Collected data entries:
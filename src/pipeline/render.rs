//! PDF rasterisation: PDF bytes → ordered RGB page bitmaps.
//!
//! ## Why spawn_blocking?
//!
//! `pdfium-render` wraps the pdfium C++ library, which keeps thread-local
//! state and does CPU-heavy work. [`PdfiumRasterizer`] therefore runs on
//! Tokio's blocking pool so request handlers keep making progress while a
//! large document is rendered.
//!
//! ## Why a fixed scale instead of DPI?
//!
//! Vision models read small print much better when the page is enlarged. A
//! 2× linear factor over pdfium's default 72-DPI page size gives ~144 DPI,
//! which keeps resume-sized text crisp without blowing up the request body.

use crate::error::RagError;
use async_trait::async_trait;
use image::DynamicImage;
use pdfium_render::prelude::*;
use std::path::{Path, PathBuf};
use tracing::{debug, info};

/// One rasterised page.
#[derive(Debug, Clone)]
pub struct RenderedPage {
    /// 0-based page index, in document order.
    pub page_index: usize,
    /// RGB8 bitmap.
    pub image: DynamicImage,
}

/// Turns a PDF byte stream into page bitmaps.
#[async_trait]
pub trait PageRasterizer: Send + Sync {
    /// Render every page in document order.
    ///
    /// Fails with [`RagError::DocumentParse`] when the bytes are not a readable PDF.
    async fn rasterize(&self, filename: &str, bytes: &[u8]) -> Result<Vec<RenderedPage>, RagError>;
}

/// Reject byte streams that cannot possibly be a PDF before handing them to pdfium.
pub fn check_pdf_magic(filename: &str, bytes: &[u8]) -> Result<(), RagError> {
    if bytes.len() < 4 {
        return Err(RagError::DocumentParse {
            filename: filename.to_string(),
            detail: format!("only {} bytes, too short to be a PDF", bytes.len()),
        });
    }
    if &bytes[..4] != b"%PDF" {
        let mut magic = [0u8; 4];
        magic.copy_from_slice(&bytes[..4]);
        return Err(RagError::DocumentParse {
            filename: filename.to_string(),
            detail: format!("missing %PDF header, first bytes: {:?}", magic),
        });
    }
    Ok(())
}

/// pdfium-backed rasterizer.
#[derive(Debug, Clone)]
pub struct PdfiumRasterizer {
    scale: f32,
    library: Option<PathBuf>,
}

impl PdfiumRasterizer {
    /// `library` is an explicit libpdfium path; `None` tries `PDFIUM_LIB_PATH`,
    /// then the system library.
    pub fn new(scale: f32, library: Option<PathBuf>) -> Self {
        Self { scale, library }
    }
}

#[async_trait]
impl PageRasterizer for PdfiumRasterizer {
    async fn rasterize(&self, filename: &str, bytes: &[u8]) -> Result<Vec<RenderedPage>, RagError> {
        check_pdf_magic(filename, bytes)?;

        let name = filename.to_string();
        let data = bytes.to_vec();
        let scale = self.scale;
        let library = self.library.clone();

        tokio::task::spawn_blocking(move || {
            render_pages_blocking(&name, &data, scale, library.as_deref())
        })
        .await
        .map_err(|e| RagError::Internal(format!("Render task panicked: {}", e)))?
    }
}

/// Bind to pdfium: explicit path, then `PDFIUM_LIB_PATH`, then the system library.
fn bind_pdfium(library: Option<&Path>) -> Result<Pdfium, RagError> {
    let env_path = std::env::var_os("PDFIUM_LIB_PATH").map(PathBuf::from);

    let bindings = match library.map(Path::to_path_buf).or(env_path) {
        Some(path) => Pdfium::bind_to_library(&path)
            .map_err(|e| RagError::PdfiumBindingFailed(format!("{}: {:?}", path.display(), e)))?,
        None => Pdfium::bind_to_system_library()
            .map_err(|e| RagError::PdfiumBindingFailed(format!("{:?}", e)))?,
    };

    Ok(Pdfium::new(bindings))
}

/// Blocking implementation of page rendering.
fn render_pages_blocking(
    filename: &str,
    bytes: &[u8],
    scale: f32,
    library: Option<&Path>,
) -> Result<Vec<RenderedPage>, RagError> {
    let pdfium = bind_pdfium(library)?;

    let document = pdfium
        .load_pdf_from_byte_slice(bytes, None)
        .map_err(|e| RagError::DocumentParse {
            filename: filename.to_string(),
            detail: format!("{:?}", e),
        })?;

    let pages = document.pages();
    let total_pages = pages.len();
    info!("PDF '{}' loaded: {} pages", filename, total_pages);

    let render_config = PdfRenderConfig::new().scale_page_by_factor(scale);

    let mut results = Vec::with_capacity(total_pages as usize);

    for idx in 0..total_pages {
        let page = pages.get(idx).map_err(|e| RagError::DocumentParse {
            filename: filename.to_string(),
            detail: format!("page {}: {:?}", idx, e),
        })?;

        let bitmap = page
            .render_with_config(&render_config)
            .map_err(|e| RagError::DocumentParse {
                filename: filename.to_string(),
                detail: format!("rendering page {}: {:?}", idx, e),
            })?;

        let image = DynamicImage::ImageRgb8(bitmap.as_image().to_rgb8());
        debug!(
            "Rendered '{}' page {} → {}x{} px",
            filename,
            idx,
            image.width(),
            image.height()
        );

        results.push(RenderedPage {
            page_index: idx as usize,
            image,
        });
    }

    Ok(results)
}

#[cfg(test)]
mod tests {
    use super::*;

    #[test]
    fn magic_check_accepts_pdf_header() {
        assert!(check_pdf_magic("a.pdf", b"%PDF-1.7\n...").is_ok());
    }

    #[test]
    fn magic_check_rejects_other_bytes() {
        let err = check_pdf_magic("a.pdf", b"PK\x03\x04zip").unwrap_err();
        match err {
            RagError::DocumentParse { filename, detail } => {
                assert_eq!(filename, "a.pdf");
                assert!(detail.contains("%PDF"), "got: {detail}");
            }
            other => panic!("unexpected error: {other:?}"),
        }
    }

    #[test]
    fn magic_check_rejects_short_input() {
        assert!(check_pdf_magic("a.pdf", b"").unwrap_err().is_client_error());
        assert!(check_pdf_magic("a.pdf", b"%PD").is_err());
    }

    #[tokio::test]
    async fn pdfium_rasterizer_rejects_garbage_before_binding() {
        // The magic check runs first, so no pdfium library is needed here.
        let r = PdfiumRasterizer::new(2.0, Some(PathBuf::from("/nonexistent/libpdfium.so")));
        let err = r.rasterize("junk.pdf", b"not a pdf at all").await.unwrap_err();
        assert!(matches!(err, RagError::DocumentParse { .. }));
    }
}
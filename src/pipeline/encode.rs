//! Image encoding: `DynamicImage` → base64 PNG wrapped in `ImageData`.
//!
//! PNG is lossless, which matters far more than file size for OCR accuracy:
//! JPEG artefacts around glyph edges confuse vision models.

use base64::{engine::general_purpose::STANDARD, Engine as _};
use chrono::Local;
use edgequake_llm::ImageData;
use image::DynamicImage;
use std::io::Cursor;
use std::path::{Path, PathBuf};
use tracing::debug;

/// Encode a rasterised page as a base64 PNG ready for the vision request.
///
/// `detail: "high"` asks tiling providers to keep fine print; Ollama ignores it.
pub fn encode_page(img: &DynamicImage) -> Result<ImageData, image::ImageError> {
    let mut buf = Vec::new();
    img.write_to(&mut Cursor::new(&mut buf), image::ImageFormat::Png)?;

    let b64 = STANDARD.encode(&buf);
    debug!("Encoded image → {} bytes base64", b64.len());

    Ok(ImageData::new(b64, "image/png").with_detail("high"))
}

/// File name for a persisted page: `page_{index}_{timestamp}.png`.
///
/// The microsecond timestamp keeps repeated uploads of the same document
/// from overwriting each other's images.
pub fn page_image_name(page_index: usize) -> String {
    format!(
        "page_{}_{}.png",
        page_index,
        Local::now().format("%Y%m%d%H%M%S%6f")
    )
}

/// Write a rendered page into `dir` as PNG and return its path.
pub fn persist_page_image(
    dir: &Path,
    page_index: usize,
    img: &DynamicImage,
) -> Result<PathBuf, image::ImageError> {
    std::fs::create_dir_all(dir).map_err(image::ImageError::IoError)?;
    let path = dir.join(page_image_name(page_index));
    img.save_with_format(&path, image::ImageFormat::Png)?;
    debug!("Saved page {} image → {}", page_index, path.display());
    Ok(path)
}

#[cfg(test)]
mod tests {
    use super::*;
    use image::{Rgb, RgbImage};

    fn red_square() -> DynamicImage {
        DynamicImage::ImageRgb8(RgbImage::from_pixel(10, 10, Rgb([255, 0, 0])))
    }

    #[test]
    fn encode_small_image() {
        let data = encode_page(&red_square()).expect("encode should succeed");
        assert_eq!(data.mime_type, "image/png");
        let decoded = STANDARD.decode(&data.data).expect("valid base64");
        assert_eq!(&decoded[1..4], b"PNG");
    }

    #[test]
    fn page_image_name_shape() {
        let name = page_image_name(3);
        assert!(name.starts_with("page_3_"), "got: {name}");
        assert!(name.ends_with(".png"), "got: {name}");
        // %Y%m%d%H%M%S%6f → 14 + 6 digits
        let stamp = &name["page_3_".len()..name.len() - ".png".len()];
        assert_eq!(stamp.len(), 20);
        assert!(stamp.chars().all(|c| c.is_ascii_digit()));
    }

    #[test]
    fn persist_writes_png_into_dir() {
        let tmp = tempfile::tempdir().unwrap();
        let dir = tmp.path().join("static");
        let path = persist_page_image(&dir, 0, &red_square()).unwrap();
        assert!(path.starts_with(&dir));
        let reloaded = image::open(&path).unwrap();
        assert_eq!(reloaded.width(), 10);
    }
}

REQUIRED ACTION
What is needed is an exact copy of the entries above, from the first line through the line holding "them to pdfium.", with both of those lines kept; please give nothing else.

TASK RESPONSE
filename src/pipeline/render.rs
//! PDF rasterisation: PDF bytes → ordered RGB page bitmaps.
//!
//! ## Why spawn_blocking?
//!
//! `pdfium-render` wraps the pdfium C++ library, which keeps thread-local
//! state and does CPU-heavy work. [`PdfiumRasterizer`] therefore runs on
//! Tokio's blocking pool so request handlers keep making progress while a
//! large document is rendered.
//!
//! ## Why a fixed scale instead of DPI?
//!
//! Vision models read small print much better when the page is enlarged. A
//! 2× linear factor over pdfium's default 72-DPI page size gives ~144 DPI,
//! which keeps resume-sized text crisp without blowing up the request body.

use crate::error::RagError;
use async_trait::async_trait;
use image::DynamicImage;
use pdfium_render::prelude::*;
use std::path::{Path, PathBuf};
use tracing::{debug, info};

/// One rasterised page.
#[derive(Debug, Clone)]
pub struct RenderedPage {
    /// 0-based page index, in document order.
    pub page_index: usize,
    /// RGB8 bitmap.
    pub image: DynamicImage,
}

/// Turns a PDF byte stream into page bitmaps.
#[async_trait]
pub trait PageRasterizer: Send + Sync {
    /// Render every page in document order.
    ///
    /// Fails with [`RagError::DocumentParse`] when the bytes are not a readable PDF.
    async fn rasterize(&self, filename: &str, bytes: &[u8]) -> Result<Vec<RenderedPage>, RagError>;
}

/// Reject byte streams that cannot possibly be a PDF before handing them to pdfium.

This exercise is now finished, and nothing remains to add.